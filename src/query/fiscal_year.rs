use chrono::NaiveDate;
use serde_json::Value;

use super::builder::QueryFragments;
use super::error::QueryError;

/// Sentinel accepted by the year query parameter, meaning "no filter".
const ALL: &str = "All";

/// An April 1 - March 31 fiscal window identified by its starting year,
/// written as "2024-2025".
#[derive(Debug, Clone, Copy, PartialEq, Eq)]
pub struct FiscalYear {
    start: NaiveDate,
    end: NaiveDate,
}

impl FiscalYear {
    /// Parse an optional year parameter. `None` and the "All" sentinel mean
    /// unfiltered. Malformed input is rejected rather than silently
    /// producing an impossible date range.
    pub fn parse(param: Option<&str>) -> Result<Option<Self>, QueryError> {
        let raw = match param {
            None => return Ok(None),
            Some(s) if s.is_empty() || s == ALL => return Ok(None),
            Some(s) => s,
        };

        let (start_str, _end_str) = raw
            .split_once('-')
            .ok_or_else(|| QueryError::InvalidFiscalYear(raw.to_string()))?;
        let start_year: i32 = start_str
            .parse()
            .map_err(|_| QueryError::InvalidFiscalYear(raw.to_string()))?;

        // The trailing year is display-only and deliberately not checked
        // against start+1.
        let start = NaiveDate::from_ymd_opt(start_year, 4, 1)
            .ok_or_else(|| QueryError::InvalidFiscalYear(raw.to_string()))?;
        let end = NaiveDate::from_ymd_opt(start_year + 1, 3, 31)
            .ok_or_else(|| QueryError::InvalidFiscalYear(raw.to_string()))?;

        Ok(Some(Self { start, end }))
    }

    pub fn start(&self) -> NaiveDate {
        self.start
    }

    pub fn end(&self) -> NaiveDate {
        self.end
    }

    /// AND the inclusive date-window predicate onto a query. `column` is the
    /// qualified date column of the driving table, e.g. `d.donation_date`.
    /// Values are bound as ISO strings and cast server-side.
    pub fn apply(&self, frags: &mut QueryFragments, column: &str) {
        let from = frags.bind(Value::from(self.start.to_string()));
        frags.push(format!("{} >= {}::date", column, from));
        let to = frags.bind(Value::from(self.end.to_string()));
        frags.push(format!("{} <= {}::date", column, to));
    }
}

/// Parse-and-apply shorthand used by the date-bearing list endpoints.
pub fn apply_fiscal_year(
    frags: &mut QueryFragments,
    column: &str,
    param: Option<&str>,
) -> Result<(), QueryError> {
    if let Some(fy) = FiscalYear::parse(param)? {
        fy.apply(frags, column);
    }
    Ok(())
}

#[cfg(test)]
mod tests {
    use super::*;
    use serde_json::json;

    #[test]
    fn parses_fiscal_window() {
        let fy = FiscalYear::parse(Some("2024-2025")).unwrap().unwrap();
        assert_eq!(fy.start(), NaiveDate::from_ymd_opt(2024, 4, 1).unwrap());
        assert_eq!(fy.end(), NaiveDate::from_ymd_opt(2025, 3, 31).unwrap());
    }

    #[test]
    fn boundary_dates_are_inclusive() {
        let fy = FiscalYear::parse(Some("2024-2025")).unwrap().unwrap();
        let inside = NaiveDate::from_ymd_opt(2025, 3, 31).unwrap();
        let outside = NaiveDate::from_ymd_opt(2025, 4, 1).unwrap();
        assert!(inside >= fy.start() && inside <= fy.end());
        assert!(outside > fy.end());
    }

    #[test]
    fn absent_and_sentinel_mean_unfiltered() {
        assert_eq!(FiscalYear::parse(None).unwrap(), None);
        assert_eq!(FiscalYear::parse(Some("All")).unwrap(), None);
        assert_eq!(FiscalYear::parse(Some("")).unwrap(), None);
    }

    #[test]
    fn malformed_input_is_rejected() {
        assert!(FiscalYear::parse(Some("twenty-24")).is_err());
        assert!(FiscalYear::parse(Some("2024")).is_err());
    }

    #[test]
    fn trailing_year_is_not_validated() {
        // Only the leading year drives the window.
        let fy = FiscalYear::parse(Some("2024-2099")).unwrap().unwrap();
        assert_eq!(fy.start(), NaiveDate::from_ymd_opt(2024, 4, 1).unwrap());
    }

    #[test]
    fn apply_binds_both_boundaries_in_order() {
        let mut frags = QueryFragments::new();
        apply_fiscal_year(&mut frags, "d.donation_date", Some("2023-2024")).unwrap();
        assert_eq!(
            frags.where_sql(),
            " WHERE d.donation_date >= $1::date AND d.donation_date <= $2::date"
        );
        assert_eq!(frags.params(), &[json!("2023-04-01"), json!("2024-03-31")]);
    }
}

========================

## The task
Copy out the entire material verbatim.

## Exercise result
filename src/query/fiscal_year.rs
use chrono::NaiveDate;
use serde_json::Value;

use super::builder::QueryFragments;
use super::error::QueryError;

/// Sentinel accepted by the year query parameter, meaning "no filter".
const ALL: &str = "All";

/// An April 1 - March 31 fiscal window identified by its starting year,
/// written as "2024-2025".
#[derive(Debug, Clone, Copy, PartialEq, Eq)]
pub struct FiscalYear {
    start: NaiveDate,
    end: NaiveDate,
}

impl FiscalYear {
    /// Parse an optional year parameter. `None` and the "All" sentinel mean
    /// unfiltered. Malformed input is rejected rather than silently
    /// producing an impossible date range.
    pub fn parse(param: Option<&str>) -> Result<Option<Self>, QueryError> {
        let raw = match param {
            None => return Ok(None),
            Some(s) if s.is_empty() || s == ALL => return Ok(None),
            Some(s) => s,
        };

        let (start_str, _end_str) = raw
            .split_once('-')
            .ok_or_else(|| QueryError::InvalidFiscalYear(raw.to_string()))?;
        let start_year: i32 = start_str
            .parse()
            .map_err(|_| QueryError::InvalidFiscalYear(raw.to_string()))?;

        // The trailing year is display-only and deliberately not checked
        // against start+1.
        let start = NaiveDate::from_ymd_opt(start_year, 4, 1)
            .ok_or_else(|| QueryError::InvalidFiscalYear(raw.to_string()))?;
        let end = NaiveDate::from_ymd_opt(start_year + 1, 3, 31)
            .ok_or_else(|| QueryError::InvalidFiscalYear(raw.to_string()))?;

        Ok(Some(Self { start, end }))
    }

    pub fn start(&self) -> NaiveDate {
        self.start
    }

    pub fn end(&self) -> NaiveDate {
        self.end
    }

    /// AND the inclusive date-window predicate onto a query. `column` is the
    /// qualified date column of the driving table, e.g. `d.donation_date`.
    /// Values are bound as ISO strings and cast server-side.
    pub fn apply(&self, frags: &mut QueryFragments, column: &str) {
        let from = frags.bind(Value::from(self.start.to_string()));
        frags.push(format!("{} >= {}::date", column, from));
        let to = frags.bind(Value::from(self.end.to_string()));
        frags.push(format!("{} <= {}::date", column, to));
    }
}

/// Parse-and-apply shorthand used by the date-bearing list endpoints.
pub fn apply_fiscal_year(
    frags: &mut QueryFragments,
    column: &str,
    param: Option<&str>,
) -> Result<(), QueryError> {
    if let Some(fy) = FiscalYear::parse(param)? {
        fy.apply(frags, column);
    }
    Ok(())
}

#[cfg(test)]
mod tests {
    use super::*;
    use serde_json::json;

    #[test]
    fn parses_fiscal_window() {
        let fy = FiscalYear::parse(Some("2024-2025")).unwrap().unwrap();
        assert_eq!(fy.start(), NaiveDate::from_ymd_opt(2024, 4, 1).unwrap());
        assert_eq!(fy.end(), NaiveDate::from_ymd_opt(2025, 3, 31).unwrap());
    }

    #[test]
    fn boundary_dates_are_inclusive() {
        let fy = FiscalYear::parse(Some("2024-2025")).unwrap().unwrap();
        let inside = NaiveDate::from_ymd_opt(2025, 3, 31).unwrap();
        let outside = NaiveDate::from_ymd_opt(2025, 4, 1).unwrap();
        assert!(inside >= fy.start() && inside <= fy.end());
        assert!(outside > fy.end());
    }

    #[test]
    fn absent_and_sentinel_mean_unfiltered() {
        assert_eq!(FiscalYear::parse(None).unwrap(), None);
        assert_eq!(FiscalYear::parse(Some("All")).unwrap(), None);
        assert_eq!(FiscalYear::parse(Some("")).unwrap(), None);
    }

    #[test]
    fn malformed_input_is_rejected() {
        assert!(FiscalYear::parse(Some("twenty-24")).is_err());
        assert!(FiscalYear::parse(Some("2024")).is_err());
    }

    #[test]
    fn trailing_year_is_not_validated() {
        // Only the leading year drives the window.
        let fy = FiscalYear::parse(Some("2024-2099")).unwrap().unwrap();
        assert_eq!(fy.start(), NaiveDate::from_ymd_opt(2024, 4, 1).unwrap());
    }

    #[test]
    fn apply_binds_both_boundaries_in_order() {
        let mut frags = QueryFragments::new();
        apply_fiscal_year(&mut frags, "d.donation_date", Some("2023-2024")).unwrap();
        assert_eq!(
            frags.where_sql(),
            " WHERE d.donation_date >= $1::date AND d.donation_date <= $2::date"
        );
        assert_eq!(frags.params(), &[json!("2023-04-01"), json!("2024-03-31")]);
    }
}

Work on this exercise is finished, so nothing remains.